Cost-Effective Storage for Renewable Energy

Cost-Effective Storage for Renewable Energy

Author: Marek Czykanski

Asegun Henry, Massachusetts Institute of Technology (MIT), Cambridge, USA, and colleagues have developed a concept for storing renewable energy and delivering it back into an electric grid on demand. The approach is based on storing the energy as heat instead of electricity.

The system could capture excess electricity from existing renewable energy systems, such as solar cells. Electricity can be converted into thermal energy via Joule heating, i.e, by passing an electric current through a heating element. The team proposes storing the heat energy in the form of molten silicon. Silicon can withstand extremely high temperatures.

The system would consist of a large, heavily insulated, 10 m-wide tank made from graphite and filled with liquid silicon, kept at a “cold” temperature of almost 1900 °C. Tubes with heating elements connect this cold tank to a second, “hot” tank. Electricity that needs to be stored is converted to heat in the heating elements. Meanwhile, liquid silicon is pumped out of the cold into the hot tank. It heats up as it passes through the tubes exposed to the heating elements. In the hot tank, the thermal energy is then stored at a much higher temperature of about 2400 °C.

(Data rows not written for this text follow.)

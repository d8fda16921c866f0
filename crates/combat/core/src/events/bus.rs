//! Topic-based synchronous event bus.
//!
//! Regular subscribers receive every event published on their topic. A
//! topic may additionally have one responder, reached through
//! [`EventBus::send_with_response`], for point-to-point requests from
//! adapters outside the engine.
//!
//! Publishing is fire-and-forget: a failing or panicking handler is logged
//! and the remaining handlers still run. Dispatch walks a snapshot of the subscriber
//! list, so handlers may subscribe or disconnect (themselves included)
//! while an event is being delivered.

use std::any::Any;
use std::collections::HashMap;
use std::panic::{self, AssertUnwindSafe};
use std::sync::{Arc, Mutex, MutexGuard, PoisonError, Weak};

use thiserror::Error;
use tracing::{trace, warn};

use super::types::{CombatEvent, Topic};
use crate::error::{CombatError, ErrorSeverity};

/// Error returned by an event handler or responder.
#[derive(Clone, Debug, PartialEq, Eq, Error)]
#[error("{0}")]
pub struct HandlerError(pub String);

impl HandlerError {
    pub fn new(reason: impl Into<String>) -> Self {
        Self(reason.into())
    }
}

/// Reply produced by a responder.
#[derive(Clone, Debug, PartialEq)]
#[cfg_attr(feature = "serde", derive(serde::Serialize, serde::Deserialize))]
pub enum Response {
    Ack,
    Flag(bool),
    Number(f64),
    Text(String),
}

/// Errors from request/response dispatch.
#[derive(Clone, Debug, PartialEq, Eq, Error)]
pub enum BusError {
    #[error("no responder registered for topic {0}")]
    NoResponder(Topic),

    #[error("topic {0} already has a responder")]
    ResponderTaken(Topic),

    #[error("responder failed: {0}")]
    Handler(#[from] HandlerError),
}

impl CombatError for BusError {
    fn severity(&self) -> ErrorSeverity {
        match self {
            Self::NoResponder(_) | Self::ResponderTaken(_) => ErrorSeverity::Validation,
            Self::Handler(_) => ErrorSeverity::Recoverable,
        }
    }

    fn error_code(&self) -> &'static str {
        match self {
            Self::NoResponder(_) => "BUS_NO_RESPONDER",
            Self::ResponderTaken(_) => "BUS_RESPONDER_TAKEN",
            Self::Handler(_) => "BUS_HANDLER_FAILED",
        }
    }
}

type Handler = Arc<dyn Fn(&CombatEvent) -> Result<(), HandlerError> + Send + Sync>;
type Responder = Arc<dyn Fn(&CombatEvent) -> Result<Response, HandlerError> + Send + Sync>;

#[derive(Clone, Copy, Debug, PartialEq, Eq, Hash)]
struct SubscriptionId(u64);

#[derive(Default)]
struct BusInner {
    next_id: u64,
    /// `None` holds subscribers to every topic.
    handlers: HashMap<Option<Topic>, Vec<(SubscriptionId, Handler)>>,
    responders: HashMap<Topic, (SubscriptionId, Responder)>,
}

impl BusInner {
    fn allocate(&mut self) -> SubscriptionId {
        self.next_id += 1;
        SubscriptionId(self.next_id)
    }

    fn is_connected(&self, key: Option<Topic>, id: SubscriptionId) -> bool {
        self.handlers
            .get(&key)
            .is_some_and(|list| list.iter().any(|(sid, _)| *sid == id))
    }

    fn remove(&mut self, id: SubscriptionId) -> bool {
        let mut removed = false;
        for list in self.handlers.values_mut() {
            let before = list.len();
            list.retain(|(sid, _)| *sid != id);
            removed |= list.len() != before;
        }
        let before = self.responders.len();
        self.responders.retain(|_, (sid, _)| *sid != id);
        removed || self.responders.len() != before
    }
}

/// Shared, cloneable event bus. Clones publish to the same subscribers.
#[derive(Clone, Default)]
pub struct EventBus {
    inner: Arc<Mutex<BusInner>>,
}

impl EventBus {
    pub fn new() -> Self {
        Self::default()
    }

    fn lock(&self) -> MutexGuard<'_, BusInner> {
        self.inner.lock().unwrap_or_else(PoisonError::into_inner)
    }

    /// Subscribes `handler` to every event published on `topic`.
    pub fn subscribe<F>(&self, topic: Topic, handler: F) -> Subscription
    where
        F: Fn(&CombatEvent) -> Result<(), HandlerError> + Send + Sync + 'static,
    {
        self.add_handler(Some(topic), Arc::new(handler))
    }

    /// Subscribes `handler` to every event regardless of topic.
    pub fn subscribe_all<F>(&self, handler: F) -> Subscription
    where
        F: Fn(&CombatEvent) -> Result<(), HandlerError> + Send + Sync + 'static,
    {
        self.add_handler(None, Arc::new(handler))
    }

    fn add_handler(&self, key: Option<Topic>, handler: Handler) -> Subscription {
        let mut inner = self.lock();
        let id = inner.allocate();
        inner.handlers.entry(key).or_default().push((id, handler));
        Subscription {
            id,
            bus: Arc::downgrade(&self.inner),
        }
    }

    /// Registers the single responder for `topic`.
    pub fn subscribe_with_response<F>(&self, topic: Topic, responder: F) -> Result<Subscription, BusError>
    where
        F: Fn(&CombatEvent) -> Result<Response, HandlerError> + Send + Sync + 'static,
    {
        let mut inner = self.lock();
        if inner.responders.contains_key(&topic) {
            return Err(BusError::ResponderTaken(topic));
        }
        let id = inner.allocate();
        inner.responders.insert(topic, (id, Arc::new(responder)));
        Ok(Subscription {
            id,
            bus: Arc::downgrade(&self.inner),
        })
    }

    /// Publishes `event` to the subscribers of its topic, then to wildcard
    /// subscribers. Handler failures are logged and swallowed.
    pub fn publish(&self, event: CombatEvent) {
        let topic = event.topic();
        let snapshot: Vec<(Option<Topic>, SubscriptionId, Handler)> = {
            let inner = self.lock();
            [Some(topic), None]
                .into_iter()
                .flat_map(|key| {
                    inner
                        .handlers
                        .get(&key)
                        .into_iter()
                        .flatten()
                        .map(move |(id, h)| (key, *id, Arc::clone(h)))
                })
                .collect()
        };

        if snapshot.is_empty() {
            trace!(target: "combat::bus", %topic, event = event.name(), "no subscribers");
            return;
        }

        for (key, id, handler) in snapshot {
            // A previous handler may have disconnected this one.
            if !self.lock().is_connected(key, id) {
                continue;
            }
            let error = match panic::catch_unwind(AssertUnwindSafe(|| handler(&event))) {
                Ok(Ok(())) => continue,
                Ok(Err(error)) => error.to_string(),
                Err(payload) => format!("panicked: {}", panic_message(payload.as_ref())),
            };
            warn!(
                target: "combat::bus",
                %topic,
                event = event.name(),
                subscription = id.0,
                %error,
                "event handler failed"
            );
        }
    }

    /// Invokes the responder for the event's topic and returns its reply.
    pub fn send_with_response(&self, event: &CombatEvent) -> Result<Response, BusError> {
        let topic = event.topic();
        let responder = {
            let inner = self.lock();
            inner
                .responders
                .get(&topic)
                .map(|(_, r)| Arc::clone(r))
                .ok_or(BusError::NoResponder(topic))?
        };
        responder(event).map_err(BusError::from)
    }

    /// Number of regular subscribers on `topic` (wildcards excluded).
    pub fn subscriber_count(&self, topic: Topic) -> usize {
        self.lock().handlers.get(&Some(topic)).map_or(0, Vec::len)
    }

    pub fn has_responder(&self, topic: Topic) -> bool {
        self.lock().responders.contains_key(&topic)
    }
}

impl std::fmt::Debug for EventBus {
    fn fmt(&self, f: &mut std::fmt::Formatter<'_>) -> std::fmt::Result {
        let inner = self.lock();
        f.debug_struct("EventBus")
            .field("handlers", &inner.handlers.values().map(Vec::len).sum::<usize>())
            .field("responders", &inner.responders.len())
            .finish()
    }
}

fn panic_message(payload: &(dyn Any + Send)) -> &str {
    payload
        .downcast_ref::<&str>()
        .copied()
        .or_else(|| payload.downcast_ref::<String>().map(String::as_str))
        .unwrap_or("non-string payload")
}

/// Handle to a registered handler or responder.
///
/// Dropping the handle keeps the subscription alive; call
/// [`Subscription::disconnect`] to remove it.
#[derive(Clone, Debug)]
pub struct Subscription {
    id: SubscriptionId,
    bus: Weak<Mutex<BusInner>>,
}

impl Subscription {
    /// Removes the subscription from both handler and responder lists.
    ///
    /// Idempotent. Returns true if something was removed by this call.
    pub fn disconnect(&self) -> bool {
        match self.bus.upgrade() {
            Some(inner) => inner
                .lock()
                .unwrap_or_else(PoisonError::into_inner)
                .remove(self.id),
            None => false,
        }
    }

    pub fn is_connected(&self) -> bool {
        self.bus.upgrade().is_some_and(|inner| {
            let inner = inner.lock().unwrap_or_else(PoisonError::into_inner);
            inner.handlers.values().flatten().any(|(sid, _)| *sid == self.id)
                || inner.responders.values().any(|(sid, _)| *sid == self.id)
        })
    }
}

When electricity is needed, the hot liquid silicon, which glows white, is pumped through another array of tubes. Here, specialized solar cells, known as multijunction photovoltaics, turn the light emitted by the silicon into electricity. The cooled silicon can be pumped back into the cold tank and reused. The system effectively acts as a large rechargeable battery.

The researchers refer to their system as “sun in a box” or TEGS-MPV for “Thermal Energy Grid Storage-Multi-Junction Photovoltaics”. Tests with a miniature graphite tank were promising: Silicon carbide was formed on the inside of the tank walls, creating a protective coating. According to the researchers, their system would be much more affordable than lithium-ion batteries. The team estimates that the system would cost about half as much as pumped hydroelectric storage, which is the cheapest form of grid-scale energy storage to date.